■ Aim of the exercise: Return every line from the records below that has the word "trim".

■ Records to process:
-----

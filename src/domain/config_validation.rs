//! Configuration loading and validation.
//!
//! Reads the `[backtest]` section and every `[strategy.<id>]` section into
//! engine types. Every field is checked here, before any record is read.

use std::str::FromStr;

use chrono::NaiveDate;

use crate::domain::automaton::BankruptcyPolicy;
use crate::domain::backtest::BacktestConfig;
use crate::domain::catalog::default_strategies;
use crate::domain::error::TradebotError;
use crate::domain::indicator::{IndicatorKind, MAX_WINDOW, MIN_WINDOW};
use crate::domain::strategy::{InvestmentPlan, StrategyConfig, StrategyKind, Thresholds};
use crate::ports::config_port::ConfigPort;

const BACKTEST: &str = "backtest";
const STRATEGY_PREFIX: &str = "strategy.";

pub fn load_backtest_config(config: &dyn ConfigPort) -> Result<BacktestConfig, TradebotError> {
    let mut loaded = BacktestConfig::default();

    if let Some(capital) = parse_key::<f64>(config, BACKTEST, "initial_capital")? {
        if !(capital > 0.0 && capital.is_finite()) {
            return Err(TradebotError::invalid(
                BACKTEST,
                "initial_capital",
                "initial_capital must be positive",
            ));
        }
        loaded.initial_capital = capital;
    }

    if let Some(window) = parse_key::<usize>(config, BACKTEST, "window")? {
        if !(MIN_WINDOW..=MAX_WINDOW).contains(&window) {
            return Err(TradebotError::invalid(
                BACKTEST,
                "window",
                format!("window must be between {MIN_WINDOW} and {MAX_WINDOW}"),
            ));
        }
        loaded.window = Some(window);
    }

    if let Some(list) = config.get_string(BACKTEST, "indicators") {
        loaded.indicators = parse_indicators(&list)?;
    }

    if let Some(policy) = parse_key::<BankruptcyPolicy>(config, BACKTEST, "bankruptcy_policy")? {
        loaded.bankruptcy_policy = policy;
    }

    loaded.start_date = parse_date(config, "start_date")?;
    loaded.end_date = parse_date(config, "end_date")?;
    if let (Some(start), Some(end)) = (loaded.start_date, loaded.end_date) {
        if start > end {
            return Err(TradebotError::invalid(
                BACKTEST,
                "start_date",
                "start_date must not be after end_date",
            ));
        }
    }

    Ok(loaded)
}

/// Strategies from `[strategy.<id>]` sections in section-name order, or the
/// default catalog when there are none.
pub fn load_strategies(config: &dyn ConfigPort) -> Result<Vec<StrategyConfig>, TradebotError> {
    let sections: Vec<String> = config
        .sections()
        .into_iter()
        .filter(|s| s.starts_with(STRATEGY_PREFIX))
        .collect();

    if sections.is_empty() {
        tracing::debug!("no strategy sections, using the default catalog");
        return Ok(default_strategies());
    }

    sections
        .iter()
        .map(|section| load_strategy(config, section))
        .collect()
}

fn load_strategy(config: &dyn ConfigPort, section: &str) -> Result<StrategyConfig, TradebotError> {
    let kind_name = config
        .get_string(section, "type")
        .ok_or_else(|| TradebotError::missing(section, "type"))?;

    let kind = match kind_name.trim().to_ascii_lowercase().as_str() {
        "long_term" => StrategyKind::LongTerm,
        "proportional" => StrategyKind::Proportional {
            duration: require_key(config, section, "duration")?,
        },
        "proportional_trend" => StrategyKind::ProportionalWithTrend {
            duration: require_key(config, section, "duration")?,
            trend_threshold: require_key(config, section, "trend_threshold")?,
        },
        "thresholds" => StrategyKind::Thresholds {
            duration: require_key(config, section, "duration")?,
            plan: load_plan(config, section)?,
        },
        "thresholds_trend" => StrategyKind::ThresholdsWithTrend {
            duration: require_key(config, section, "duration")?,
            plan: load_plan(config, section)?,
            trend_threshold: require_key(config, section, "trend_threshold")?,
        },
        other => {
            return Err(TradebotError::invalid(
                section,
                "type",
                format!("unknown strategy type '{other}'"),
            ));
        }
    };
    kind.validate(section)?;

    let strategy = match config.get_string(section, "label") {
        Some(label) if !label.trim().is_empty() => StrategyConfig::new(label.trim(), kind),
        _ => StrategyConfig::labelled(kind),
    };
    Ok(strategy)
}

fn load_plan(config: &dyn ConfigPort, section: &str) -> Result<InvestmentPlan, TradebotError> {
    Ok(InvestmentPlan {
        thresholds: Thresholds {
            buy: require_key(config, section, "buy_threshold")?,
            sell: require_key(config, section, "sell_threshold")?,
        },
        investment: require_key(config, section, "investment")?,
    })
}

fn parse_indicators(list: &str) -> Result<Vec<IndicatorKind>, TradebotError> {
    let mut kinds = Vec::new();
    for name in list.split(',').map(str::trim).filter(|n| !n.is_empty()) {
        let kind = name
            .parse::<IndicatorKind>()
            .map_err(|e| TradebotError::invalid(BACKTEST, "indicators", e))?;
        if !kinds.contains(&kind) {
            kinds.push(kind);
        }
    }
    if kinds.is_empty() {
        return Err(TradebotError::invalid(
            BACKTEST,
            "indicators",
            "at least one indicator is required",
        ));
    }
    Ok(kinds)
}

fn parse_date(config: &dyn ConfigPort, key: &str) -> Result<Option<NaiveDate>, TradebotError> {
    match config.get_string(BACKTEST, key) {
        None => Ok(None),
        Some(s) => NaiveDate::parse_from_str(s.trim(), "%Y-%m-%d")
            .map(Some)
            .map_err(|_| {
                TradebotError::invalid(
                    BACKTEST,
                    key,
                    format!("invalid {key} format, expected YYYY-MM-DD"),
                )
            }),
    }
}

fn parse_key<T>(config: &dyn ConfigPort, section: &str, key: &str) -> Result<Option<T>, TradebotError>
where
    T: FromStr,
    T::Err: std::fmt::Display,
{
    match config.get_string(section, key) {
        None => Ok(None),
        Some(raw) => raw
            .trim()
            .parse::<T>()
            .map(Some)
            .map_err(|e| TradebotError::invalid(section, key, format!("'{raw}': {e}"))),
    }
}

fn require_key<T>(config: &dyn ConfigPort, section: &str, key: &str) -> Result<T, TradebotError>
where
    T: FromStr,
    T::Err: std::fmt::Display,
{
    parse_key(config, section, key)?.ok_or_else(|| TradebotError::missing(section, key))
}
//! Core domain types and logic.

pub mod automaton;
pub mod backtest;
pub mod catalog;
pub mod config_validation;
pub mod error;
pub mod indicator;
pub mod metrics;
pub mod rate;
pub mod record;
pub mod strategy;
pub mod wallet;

-----

■ Solution:
    let kind = match kind_name.trim().to_ascii_lowercase().as_str() {
        Some(label) if !label.trim().is_empty() => StrategyConfig::new(label.trim(), kind),
    for name in list.split(',').map(str::trim).filter(|n| !n.is_empty()) {
        Some(s) => NaiveDate::parse_from_str(s.trim(), "%Y-%m-%d")
            .trim()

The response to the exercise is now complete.